Os professores sorriam satisfeitos. Chen Jike ficou contente com o resultado e trabalhou até às dez da noite, só então voltou para casa. Sua esposa, Zheng Yun, de pele clara e traços delicados, foi recebê-lo. Era visível a educação e a gentileza dela.
— O pai já está dormindo?
— Hoje foi ao Primeiro Colégio, ainda não voltou.
Ao ouvir isso, Chen Jike se sentiu incomodado. O sogro nunca gostou dele. Três anos atrás, teve a chance de se tornar vice-diretor da Secretaria de Educação, mas o velho impediu, dizendo que ensinar era o fundamental, então teve de assumir a direção do Segundo Colégio.
Criou a turma avançada e foi criticado por isso. Tudo que fazia era alvo do sogro, que sempre o tratava com palavras duras.
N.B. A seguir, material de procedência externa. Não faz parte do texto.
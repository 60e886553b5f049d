use narwhal_graphlib::Graph;

use super::{SpiralOptions, rescale_layout};

pub fn layout(graph: &Graph, opts: &SpiralOptions) -> Vec<(f64, f64)> {
    let n = graph.node_count();
    if n <= 1 {
        return vec![(0.0, 0.0); n];
    }

    let mut pos: Vec<(f64, f64)> = Vec::with_capacity(n);
    if opts.equidistant {
        let chord = 1.0;
        let step = 0.5;
        let mut theta = opts.resolution;
        theta += chord / (step * theta);
        for _ in 0..n {
            let r = step * theta;
            theta += chord / r;
            pos.push((theta.cos() * r, theta.sin() * r));
        }
    } else {
        for i in 0..n {
            let dist = i as f64;
            let angle = opts.resolution * dist;
            pos.push((dist * angle.cos(), dist * angle.sin()));
        }
    }

    rescale_layout(&mut pos, 1.0);
    pos
}
//! Undirected simple graph container.
//!
//! Nodes are addressed by string id and also by a dense index (`0..node_count()`) assigned in
//! first-insertion order. Layout code works on indices; callers work on ids.

use rustc_hash::FxBuildHasher;

mod edge_key;

use edge_key::IndexPair;

type HashMap<K, V> = hashbrown::HashMap<K, V, FxBuildHasher>;
type HashSet<K> = hashbrown::HashSet<K, FxBuildHasher>;

#[derive(Debug, Clone, Default)]
pub struct Graph {
    nodes: Vec<String>,
    node_index: HashMap<String, usize>,

    // Endpoint indices in the orientation each edge was first inserted with.
    edges: Vec<(usize, usize)>,
    edge_set: HashSet<IndexPair>,

    // Neighbor lists in edge-insertion order. A self loop lists the node once.
    adjacency: Vec<Vec<usize>>,
    // networkx-compatible degree: a self loop contributes two.
    degrees: Vec<usize>,
}

impl Graph {
    pub fn new() -> Self {
        Self::default()
    }

    /// Builds a graph from `(v, w)` pairs, inserting endpoints in the order they appear.
    pub fn from_edges<'a, I>(edges: I) -> Self
    where
        I: IntoIterator<Item = (&'a str, &'a str)>,
    {
        let mut g = Self::new();
        for (v, w) in edges {
            g.set_edge(v, w);
        }
        g
    }

    pub fn has_node(&self, id: &str) -> bool {
        self.node_index.contains_key(id)
    }

    pub fn ensure_node(&mut self, id: impl Into<String>) -> usize {
        let id = id.into();
        if let Some(&idx) = self.node_index.get(&id) {
            return idx;
        }
        let idx = self.nodes.len();
        self.nodes.push(id.clone());
        self.node_index.insert(id, idx);
        self.adjacency.push(Vec::new());
        self.degrees.push(0);
        idx
    }

    pub fn node_count(&self) -> usize {
        self.nodes.len()
    }

    pub fn is_empty(&self) -> bool {
        self.nodes.is_empty()
    }

    pub fn nodes(&self) -> impl Iterator<Item = &str> {
        self.nodes.iter().map(String::as_str)
    }

    pub fn node_index(&self, id: &str) -> Option<usize> {
        self.node_index.get(id).copied()
    }

    /// Id of the node at `idx`.
    ///
    /// Panics when `idx >= node_count()`, like slice indexing.
    pub fn node_id(&self, idx: usize) -> &str {
        &self.nodes[idx]
    }

    pub fn edge_count(&self) -> usize {
        self.edges.len()
    }

    /// Endpoint ids in edge-insertion order, oriented as first inserted.
    pub fn edges(&self) -> impl Iterator<Item = (&str, &str)> {
        self.edges
            .iter()
            .map(|&(v, w)| (self.nodes[v].as_str(), self.nodes[w].as_str()))
    }

    /// Edge endpoints as node indices `(lo, hi)`, in edge-insertion order.
    pub fn edge_indices(&self) -> impl Iterator<Item = (usize, usize)> + '_ {
        self.edges.iter().map(|&(v, w)| {
            let pair = IndexPair::new(v, w);
            (pair.lo, pair.hi)
        })
    }

    /// Inserts the undirected edge `v -- w`. Inserting an existing edge (in either orientation)
    /// is a no-op.
    pub fn set_edge(&mut self, v: impl Into<String>, w: impl Into<String>) -> &mut Self {
        let v_ix = self.ensure_node(v);
        let w_ix = self.ensure_node(w);

        if !self.edge_set.insert(IndexPair::new(v_ix, w_ix)) {
            return self;
        }
        self.edges.push((v_ix, w_ix));

        if v_ix == w_ix {
            self.adjacency[v_ix].push(v_ix);
            self.degrees[v_ix] += 2;
        } else {
            self.adjacency[v_ix].push(w_ix);
            self.adjacency[w_ix].push(v_ix);
            self.degrees[v_ix] += 1;
            self.degrees[w_ix] += 1;
        }
        self
    }

    pub fn has_edge(&self, v: &str, w: &str) -> bool {
        match (self.node_index(v), self.node_index(w)) {
            (Some(a), Some(b)) => self.edge_set.contains(&IndexPair::new(a, b)),
            _ => false,
        }
    }

    pub fn neighbors(&self, v: &str) -> Vec<&str> {
        let Some(idx) = self.node_index(v) else {
            return Vec::new();
        };
        self.adjacency[idx]
            .iter()
            .map(|&n| self.nodes[n].as_str())
            .collect()
    }

    pub fn neighbor_indices(&self, idx: usize) -> &[usize] {
        self.adjacency.get(idx).map(Vec::as_slice).unwrap_or(&[])
    }

    /// Number of incident edges; `None` for unknown nodes.
    pub fn degree(&self, v: &str) -> Option<usize> {
        self.node_index(v).map(|idx| self.degrees[idx])
    }
}

pub mod alg;
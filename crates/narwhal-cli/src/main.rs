use narwhal::{Engine, EngineConfig, GraphRequest, RadarRequest};
use serde::Serialize;
use std::io::Read;
use std::path::PathBuf;
use tracing_subscriber::EnvFilter;

#[derive(Debug)]
enum CliError {
    Usage(&'static str),
    Io(std::io::Error),
    Narwhal(narwhal::Error),
    Json(serde_json::Error),
}

impl std::fmt::Display for CliError {
    fn fmt(&self, f: &mut std::fmt::Formatter<'_>) -> std::fmt::Result {
        match self {
            CliError::Usage(msg) => write!(f, "{msg}"),
            CliError::Io(err) => write!(f, "I/O error: {err}"),
            CliError::Narwhal(err) => write!(f, "{err}"),
            CliError::Json(err) => write!(f, "JSON error: {err}"),
        }
    }
}

impl From<std::io::Error> for CliError {
    fn from(value: std::io::Error) -> Self {
        Self::Io(value)
    }
}

impl From<narwhal::Error> for CliError {
    fn from(value: narwhal::Error) -> Self {
        Self::Narwhal(value)
    }
}

impl From<serde_json::Error> for CliError {
    fn from(value: serde_json::Error) -> Self {
        Self::Json(value)
    }
}

#[derive(Debug, Clone, Copy)]
enum Command {
    Graph,
    Radar,
}

#[derive(Debug, Default)]
struct Args {
    command: Option<Command>,
    input: Option<String>,
    pretty: bool,
    cache_dir: Option<PathBuf>,
    no_cache: bool,
    config: Option<PathBuf>,
}

fn usage() -> &'static str {
    "narwhal-cli\n\
\n\
USAGE:\n\
  narwhal-cli graph [--pretty] [--cache-dir <dir>] [--no-cache] [--config <file>] [<path>|-]\n\
  narwhal-cli radar [--pretty] [--cache-dir <dir>] [--no-cache] [--config <file>] [<path>|-]\n\
\n\
NOTES:\n\
  - If <path> is omitted or '-', the JSON request is read from stdin.\n\
  - graph expects {from_nodes, to_nodes, roles, dimension, layout?, k?}.\n\
  - radar expects {data, amplitude, thread, node_type, dimension}.\n\
  - The output is a JSON array with one value per input row (null for rows of a degenerate graph).\n\
  - NARWHAL_CACHE_DIR, NARWHAL_NO_CACHE, NARWHAL_WEIGHT_POLICY and NARWHAL_DUMP_INPUT override\n\
    the configuration file; command-line flags override both.\n\
  - NARWHAL_LOG sets the log filter (default: warn). Logs go to stderr.\n\
"
}

fn parse_args(argv: &[String]) -> Result<Args, CliError> {
    let mut args = Args::default();

    let mut it = argv.iter().skip(1);
    while let Some(a) = it.next() {
        match a.as_str() {
            "--help" | "-h" => return Err(CliError::Usage(usage())),
            "graph" if args.command.is_none() => args.command = Some(Command::Graph),
            "radar" if args.command.is_none() => args.command = Some(Command::Radar),
            "--pretty" => args.pretty = true,
            "--no-cache" => args.no_cache = true,
            "--cache-dir" => {
                let Some(dir) = it.next() else {
                    return Err(CliError::Usage(usage()));
                };
                args.cache_dir = Some(PathBuf::from(dir));
            }
            "--config" => {
                let Some(path) = it.next() else {
                    return Err(CliError::Usage(usage()));
                };
                args.config = Some(PathBuf::from(path));
            }
            "--" => {
                if let Some(rest) = it.next() {
                    if args.input.is_some() {
                        return Err(CliError::Usage(usage()));
                    }
                    args.input = Some(rest.clone());
                }
                if it.next().is_some() {
                    return Err(CliError::Usage(usage()));
                }
            }
            other if other.starts_with('-') && other != "-" => {
                return Err(CliError::Usage(usage()));
            }
            path => {
                if args.command.is_none() || args.input.is_some() {
                    return Err(CliError::Usage(usage()));
                }
                args.input = Some(path.to_string());
            }
        }
    }

    if args.command.is_none() {
        return Err(CliError::Usage(usage()));
    }
    Ok(args)
}

fn read_input(input: Option<&str>) -> Result<String, CliError> {
    match input {
        None | Some("-") => {
            let mut buf = String::new();
            std::io::stdin().read_to_string(&mut buf)?;
            Ok(buf)
        }
        Some(path) => Ok(std::fs::read_to_string(path)?),
    }
}

fn write_json(value: &impl Serialize, pretty: bool) -> Result<(), CliError> {
    if pretty {
        serde_json::to_writer_pretty(std::io::stdout().lock(), value)?;
    } else {
        serde_json::to_writer(std::io::stdout().lock(), value)?;
    }
    println!();
    Ok(())
}

/// Configuration file, then `NARWHAL_*` variables, then flags.
fn load_config(args: &Args) -> Result<EngineConfig, CliError> {
    let config = match &args.config {
        Some(path) => EngineConfig::from_json_str(&std::fs::read_to_string(path)?)?,
        None => EngineConfig::default(),
    };
    let mut config = config.apply_env()?;
    if let Some(dir) = &args.cache_dir {
        config.cache_dir = dir.clone();
    }
    if args.no_cache {
        config.cache_enabled = false;
    }
    Ok(config)
}

fn init_logging() {
    let filter = EnvFilter::try_from_env("NARWHAL_LOG").unwrap_or_else(|_| EnvFilter::new("warn"));
    let _ = tracing_subscriber::fmt()
        .with_env_filter(filter)
        .with_writer(std::io::stderr)
        .try_init();
}

fn run(args: Args) -> Result<(), CliError> {
    let config = load_config(&args)?;
    tracing::debug!(?config, "engine configuration");
    let engine = Engine::new(config);

    let text = read_input(args.input.as_deref())?;
    match args.command {
        Some(Command::Graph) => {
            let request: GraphRequest = serde_json::from_str(&text)?;
            let out = engine.graph_coordinates(&request)?;
            write_json(&out, args.pretty)
        }
        Some(Command::Radar) => {
            let request: RadarRequest = serde_json::from_str(&text)?;
            let out = engine.radar_coordinates(&request)?;
            write_json(&out, args.pretty)
        }
        None => Err(CliError::Usage(usage())),
    }
}

fn main() {
    init_logging();

    let args = match parse_args(&std::env::args().collect::<Vec<_>>()) {
        Ok(v) => v,
        Err(CliError::Usage(msg)) => {
            eprintln!("{msg}");
            std::process::exit(2);
        }
        Err(err) => {
            eprintln!("{err}");
            std::process::exit(1);
        }
    };

    if let Err(err) = run(args) {
        eprintln!("{err}");
        std::process::exit(1);
    }
}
Zheng Dachong chegou tarde, de ótimo humor. Para ele, era motivo de alegria ver alguém resolver perfeitamente uma questão difícil que ele elaborou. Entrou cantarolando.
Ao abrir a porta, Chen Jike ainda escrevia relatórios.
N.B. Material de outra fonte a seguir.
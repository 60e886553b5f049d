use narwhal_graphlib::Graph;

use super::RandomOptions;
use crate::rng::XorShift64Star;

pub fn layout(graph: &Graph, opts: &RandomOptions) -> Vec<(f64, f64)> {
    let mut rng = XorShift64Star::new(opts.random_seed);
    unit_square(&mut rng, graph.node_count())
}

/// `n` points drawn uniformly from `[0, 1)²`, x before y for each point.
pub(crate) fn unit_square(rng: &mut XorShift64Star, n: usize) -> Vec<(f64, f64)> {
    (0..n)
        .map(|_| {
            let x = rng.next_f64_unit();
            let y = rng.next_f64_unit();
            (x, y)
        })
        .collect()
}
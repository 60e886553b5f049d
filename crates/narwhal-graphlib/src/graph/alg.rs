//! Helper algorithms over [`Graph`](super::Graph).

use super::Graph;
use std::collections::VecDeque;

/// Connected components, each listed in BFS order, components ordered by their first node.
pub fn components(g: &Graph) -> Vec<Vec<String>> {
    let mut seen = vec![false; g.node_count()];
    let mut out: Vec<Vec<String>> = Vec::new();

    for start in 0..g.node_count() {
        if seen[start] {
            continue;
        }
        seen[start] = true;
        let mut comp: Vec<String> = Vec::new();
        let mut q: VecDeque<usize> = VecDeque::new();
        q.push_back(start);
        while let Some(v) = q.pop_front() {
            comp.push(g.node_id(v).to_string());
            for &n in g.neighbor_indices(v) {
                if !seen[n] {
                    seen[n] = true;
                    q.push_back(n);
                }
            }
        }
        out.push(comp);
    }

    out
}

/// Unweighted hop counts from `source` to every node, indexed like [`Graph::nodes`].
///
/// Unreachable nodes (and every node when `source` is unknown) are `None`.
pub fn shortest_path_lengths(g: &Graph, source: &str) -> Vec<Option<usize>> {
    let mut dist: Vec<Option<usize>> = vec![None; g.node_count()];
    let Some(src) = g.node_index(source) else {
        return dist;
    };
    bfs_from(g, src, &mut dist);
    dist
}

/// All-pairs hop counts, row `i` holding the distances from node index `i`.
pub fn all_pairs_shortest_path_lengths(g: &Graph) -> Vec<Vec<Option<usize>>> {
    (0..g.node_count())
        .map(|src| {
            let mut dist = vec![None; g.node_count()];
            bfs_from(g, src, &mut dist);
            dist
        })
        .collect()
}

fn bfs_from(g: &Graph, src: usize, dist: &mut [Option<usize>]) {
    dist[src] = Some(0);
    let mut q: VecDeque<usize> = VecDeque::new();
    q.push_back(src);
    while let Some(v) = q.pop_front() {
        let Some(d) = dist[v] else {
            debug_assert!(false, "bfs dequeued an unvisited node");
            continue;
        };
        for &n in g.neighbor_indices(v) {
            if dist[n].is_none() {
                dist[n] = Some(d + 1);
                q.push_back(n);
            }
        }
    }
}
— Pai, por que chegou tão tarde?
— Não é da sua conta, vá dormir, não pedi que me esperasse.
— Pai, por que está tão feliz hoje? — perguntou Zheng Yun, sorrindo suavemente, já de pijama.
— O Primeiro Colégio foi bem na prova, tem um aluno com grande talento em matemática. Amanhã vou conhecê-lo, parece ser um jovem interessante.
— É mesmo? Pai, nunca ouvi falar de um estudante tão bom lá. Quanto ele fez?
O velho Zheng perguntou:
— E quem foi o melhor no seu colégio?
— Não foi tão bem, mas passou dos 130 pontos. O senhor elaborou uma prova de alto nível.
— Esse resultado já é bom, mas desta vez o Primeiro Colégio foi muito melhor.
— É mesmo? Quanto fizeram?
— Logo você saberá.
— Pai, esqueceu que desta vez não há ranking na cidade.
— Você só pensa em ranking, não é? Estudar é prioridade, mas também é preciso agir com integridade. Caminhos tortos não levam a nada — resmungou o velho Zheng antes de ir dormir.
A esposa de Chen Jike lhe acariciou o peito e falou suavemente:
— Pai é assim mesmo, não se preocupe.
— Claro que não, desde que ele esteja feliz.
Chen Jike sorriu, mas pensava nas palavras do sogro. Havia alguém no Primeiro Colégio que se saiu tão bem? Quem seria essa pessoa tão talentosa? Será que deveria aumentar ainda mais a pontuação de Jiang Yan para garantir a reputação do colégio?